Figure 5. The left image shows nyloc nuts with a UV ring light, but flooded with red 660 nm “ambient” light. The goal is to determine nylon presence/absence. Given the large ambient contribution, it is difficult to get sufficient contrast from the relatively low-yield blue fluoresced light from the sample. The right image has the same lighting, except a 510 nm short pass filter was installed on the camera lens, effectively blocking the red “ambient” light and allowing the blue 450 nm light to pass.
How a sample’s surface interacts with task-specific and ambient light is related to many factors, including the gross surface shape, geometry, and reflectivity as well as its composition, topography, and color. Some combination of these factors determines how much light, and in what manner, is reflected to the camera, and subsequently available for acquisition, processing, and measurement. For example, a curved, specular surface, such as the bottom of a soda can (Figure 6), reflects a directional light source differently from a flat, diffuse surface such as copy paper. Similarly, a topographic surface, such as a populated PCB, reflects differently from a flat but finely textured or dimpled (Figure 7) surface, depending on the light type and geometry.
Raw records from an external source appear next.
// SPDX-License-Identifier: MIT
// Copyright 2026 The study-tracker authors

//! Goal completion percentage.

use crate::models::Goal;

/// Percentage of the goal's required minutes already studied.
///
/// Returns `None` when there is no goal or it requires no time, so callers
/// never show 0% for a target that was never set. The value is rounded to one
/// decimal (ties to even) and may exceed 100.
pub fn compute_progress(total_minutes_studied: u64, goal: Option<&Goal>) -> Option<f64> {
    let required = goal?.total_required_minutes;
    if required == 0 {
        return None;
    }

    // Work in tenths of a percent on exact integers.
    let numerator = u128::from(total_minutes_studied) * 1000;
    let denominator = u128::from(required);
    let mut tenths = numerator / denominator;
    let twice_remainder = 2 * (numerator % denominator);
    if twice_remainder > denominator || (twice_remainder == denominator && tenths % 2 == 1) {
        tenths += 1;
    }

    Some(tenths as f64 / 10.0)
}
//! Shared test utilities for the hazard statistics workspace.
//!
//! This crate provides common testing infrastructure including:
//! - Synthetic raster band generators
//! - Common extents and political boundary fixtures
//! - Float assertion macros
//! - Test logging setup
//!
//! # Usage
//!
//! Add to your crate's `Cargo.toml`:
//!
//! ```toml
//! [dev-dependencies]
//! test-utils = { path = "../test-utils" }
//! ```
//!
//! Then import in your tests:
//!
//! ```ignore
//! use test_utils::{assert_approx_eq, fixtures, init_test_logging};
//! ```

use std::sync::Once;

use tracing_subscriber::{fmt, EnvFilter};

pub mod fixtures;
pub mod generators;

// Re-export commonly used items at the crate root
pub use fixtures::*;
pub use generators::*;

static LOGGING: Once = Once::new();

/// Install a test-friendly `tracing` subscriber once per process.
///
/// Honours `RUST_LOG`, defaulting to `debug` for workspace crates. Output
/// goes through the test writer so it is captured per test.
pub fn init_test_logging() {
    LOGGING.call_once(|| {
        let filter = EnvFilter::try_from_default_env()
            .unwrap_or_else(|_| EnvFilter::new("hazard_stats=debug,projection=debug"));
        let _ = fmt()
            .with_env_filter(filter)
            .with_target(true)
            .with_test_writer()
            .try_init();
    });
}

/// Macro for approximate floating-point equality assertions.
///
/// # Usage
///
/// ```ignore
/// use test_utils::assert_approx_eq;
///
/// assert_approx_eq!(1.0001_f64, 1.0_f64, 0.001_f64); // passes
/// assert_approx_eq!(1.1_f64, 1.0_f64, 0.001_f64);    // fails
/// ```
#[macro_export]
macro_rules! assert_approx_eq {
    ($left:expr, $right:expr, $epsilon:expr) => {{
        let left: f64 = $left as f64;
        let right: f64 = $right as f64;
        let epsilon: f64 = $epsilon as f64;
        let diff = (left - right).abs();
        if !(diff <= epsilon) {
            panic!(
                "assertion failed: `(left ≈ right)`\n  left: `{:?}`,\n right: `{:?}`,\n  diff: `{:?}` > epsilon `{:?}`",
                left, right, diff, epsilon
            );
        }
    }};
}

/// Element-wise approximate equality of two `f64` slices.
///
/// ```ignore
/// assert_slice_approx_eq!(&stats.mean, &[1.5, 2.0], 1e-9);
/// ```
#[macro_export]
macro_rules! assert_slice_approx_eq {
    ($left:expr, $right:expr, $epsilon:expr) => {{
        let left: &[f64] = &$left[..];
        let right: &[f64] = &$right[..];
        assert_eq!(
            left.len(),
            right.len(),
            "slice lengths differ: {:?} vs {:?}",
            left,
            right
        );
        for (l, r) in left.iter().zip(right.iter()) {
            $crate::assert_approx_eq!(*l, *r, $epsilon);
        }
    }};
}

/// Macro for approximate equality of coordinate pairs.
///
/// # Usage
///
/// ```ignore
/// use test_utils::assert_coords_approx_eq;
///
/// assert_coords_approx_eq!((1.0001, 2.0001), (1.0, 2.0), 0.001);
/// ```
#[macro_export]
macro_rules! assert_coords_approx_eq {
    (($x1:expr, $y1:expr), ($x2:expr, $y2:expr), $epsilon:expr) => {{
        $crate::assert_approx_eq!($x1, $x2, $epsilon);
        $crate::assert_approx_eq!($y1, $y2, $epsilon);
    }};
}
Figure 6. On the left, the bottom of a soda can is illuminated with a bright field ring light but shows poor contrast, uneven lighting, and specular reflections. On the right, the soda can is imaged with diffuse light, creating an even background so the code can be read.
Figure 7. The 2D dot peen matrix code on the left is illuminated by bright field ring light. The right is imaged with a low angle linear dark field light. A simple change in light pattern creates a more effective and robust inspection.
Figure 8 - Color Wheel
Materials reflect and/or absorb various wavelengths of light differentially, an effect that is valid for both black and white and color imaging space. Like colors reflect and surfaces are brightened; conversely, opposing colors absorb and surfaces are darkened. Using a simple color wheel of warm versus cool colors (Figure 8), you can generate differential contrast between a part and its background (Figure 9), and even differentiate color parts, given a limited, known palette of colors, with a black and white camera (Figure 10).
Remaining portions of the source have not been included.